Vier Wochen im September auf einer einsamen Insel ohne Storm, ohne fließendes Wasser einfach nur die Seele baumeln lassen, das erhoffen sich die österreichische Erzählerin, eine Schriftstellerin, ihr Mann und die gemeinsamen Freunde. Logistisch muss vieles vorbereitet werden, denn die kleine kroatische zerklüftete Insel ist gut drei Stunden Bootsfahrt von der Zivilisation entfernt.
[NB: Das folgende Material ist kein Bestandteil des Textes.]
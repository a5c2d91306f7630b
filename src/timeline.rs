//! Timeline — the ordered sequence of CPU-execution slices produced by
//! a scheduling run.
//!
//! A [`Timeline`] is produced once per `(processes, algorithm)` pair
//! and is immutable afterward; changing any input means recomputing the
//! whole thing. The structural invariants (ordering, non-overlap,
//! per-process duration sums, arrival bounds) are enforced by
//! [`Timeline::verify`], which is also the acceptance check applied to
//! timelines returned by a remote scheduler.

use crate::error::{KairosError, KairosResult};
use crate::process::{Process, ProcessId};
use crate::time::SimTime;

// ── Slice ─────────────────────────────────────────────────────────────

/// One contiguous assignment of the CPU to a process over `[start, end)`.
#[derive(Debug, Clone, Copy, PartialEq, Eq)]
#[cfg_attr(feature = "serialize", derive(serde::Serialize, serde::Deserialize))]
pub struct Slice {
    /// The process holding the CPU.
    pub process: ProcessId,
    /// First tick of the slice (inclusive).
    pub start: SimTime,
    /// End of the slice (exclusive); always `> start`.
    pub end: SimTime,
}

impl Slice {
    /// Convenience constructor from raw ticks.
    pub fn new(process: ProcessId, start: u64, end: u64) -> Self {
        Slice {
            process,
            start: SimTime::new(start),
            end: SimTime::new(end),
        }
    }

    /// Slice length in ticks.
    #[inline]
    pub fn duration(&self) -> u64 {
        self.end.ticks() - self.start.ticks()
    }
}

impl std::fmt::Display for Slice {
    fn fmt(&self, f: &mut std::fmt::Formatter<'_>) -> std::fmt::Result {
        write!(f, "{}:{}-{}", self.process, self.start.ticks(), self.end.ticks())
    }
}

// ── Timeline ──────────────────────────────────────────────────────────

/// The ordered, non-overlapping sequence of execution slices for one
/// scheduling run.
#[derive(Debug, Clone, PartialEq, Eq)]
#[cfg_attr(feature = "serialize", derive(serde::Serialize, serde::Deserialize))]
pub struct Timeline {
    slices: Vec<Slice>,
}

impl Timeline {
    /// Wrap slices the schedulers produced. The schedulers emit slices
    /// in dispatch order, so ordering holds by construction; the
    /// scheduling entry point still double-checks in debug builds.
    pub(crate) fn from_ordered(slices: Vec<Slice>) -> Self {
        Timeline { slices }
    }

    /// Build a timeline from untrusted slices (e.g. a remote response),
    /// verifying every structural invariant against the process set.
    pub fn from_slices(slices: Vec<Slice>, processes: &[Process]) -> KairosResult<Timeline> {
        let timeline = Timeline { slices };
        timeline.verify(processes)?;
        Ok(timeline)
    }

    /// All slices in start order.
    pub fn slices(&self) -> &[Slice] {
        &self.slices
    }

    /// Number of slices.
    pub fn len(&self) -> usize {
        self.slices.len()
    }

    /// Whether the timeline holds no slices.
    pub fn is_empty(&self) -> bool {
        self.slices.is_empty()
    }

    /// The instant the last slice ends; total simulated duration.
    pub fn total_time(&self) -> SimTime {
        self.slices
            .iter()
            .map(|s| s.end)
            .max()
            .unwrap_or(SimTime::ZERO)
    }

    /// The slices belonging to one process, in chronological order.
    pub fn slices_for(&self, process: ProcessId) -> impl Iterator<Item = &Slice> {
        self.slices.iter().filter(move |s| s.process == process)
    }

    /// Ticks `process` has executed strictly before `t`, counting only
    /// slices that have started (`start < t`) and truncating the one
    /// still in progress.
    pub fn executed_before(&self, process: ProcessId, t: SimTime) -> u64 {
        self.slices_for(process)
            .filter(|s| s.start < t)
            .map(|s| s.end.min(t).ticks() - s.start.ticks())
            .sum()
    }

    /// Check every structural invariant against the process set:
    ///
    /// - each slice is non-empty and references a known process
    /// - slices are sorted by start and mutually non-overlapping
    /// - no slice starts before its process arrives
    /// - per-process slice durations sum to exactly `exec_time`
    pub fn verify(&self, processes: &[Process]) -> KairosResult<()> {
        for slice in &self.slices {
            if slice.end <= slice.start {
                return Err(KairosError::TimelineViolation(format!(
                    "slice {} is empty or reversed",
                    slice
                )));
            }
            let process = processes
                .iter()
                .find(|p| p.id == slice.process)
                .ok_or_else(|| {
                    KairosError::TimelineViolation(format!(
                        "slice references unknown process {}",
                        slice.process
                    ))
                })?;
            if slice.start < process.arrival {
                return Err(KairosError::TimelineViolation(format!(
                    "slice {} starts before arrival {}",
                    slice, process.arrival
                )));
            }
        }

        for pair in self.slices.windows(2) {
            if pair[1].start < pair[0].end {
                return Err(KairosError::TimelineViolation(format!(
                    "slices {} and {} overlap or are out of order",
                    pair[0], pair[1]
                )));
            }
        }

        for process in processes {
            let total: u64 = self.slices_for(process.id).map(|s| s.duration()).sum();
            if total != process.exec_time {
                return Err(KairosError::TimelineViolation(format!(
                    "process {} executes {} ticks, expected {}",
                    process.id, total, process.exec_time
                )));
            }
        }

        Ok(())
    }
}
Endlich in aller Ruhe schreiben, das erhofft sich die Autorin von der Zeit. Keine Kinder reisen mit, die bespielt werden wollen und dann, wie aus heiterem Himmel steht die 20-jährige Sarah mit ihrem Hund Habibi vor der Tür und bittet um Unterkunft. Die Erzählerin kennt Sarah seit sie ein Kind ist, denn sie war mit ihrer Mutter Marieluise bekannt. Marieluise ist mit ihrem Mann Jakob jedoch vor Jahren nach Israel ausgewandert und sie wurden dort vor fünf Jahren ermordet. Die Erzählerin hatte geschrieben, aber nie eine Antwort erhalten. Auch Sarahs Halbbruder Daniel ist tot und ihr Bruder Noah hat sich das Leben in Israel vor gut sieben Monaten genommen. Die Erzählerin kann diese junge Frau nicht einfach auf die Zeit nach dem Urlaub vertrösten, sie nimmt sie mit. Josefine, die Freundin und Psychologin, zweifelt, ob das eine gute Idee ist, diese junge Frau mit ihren Traumata auf eine einsame Insel zu verfrachten. Medikamente werden gehortet.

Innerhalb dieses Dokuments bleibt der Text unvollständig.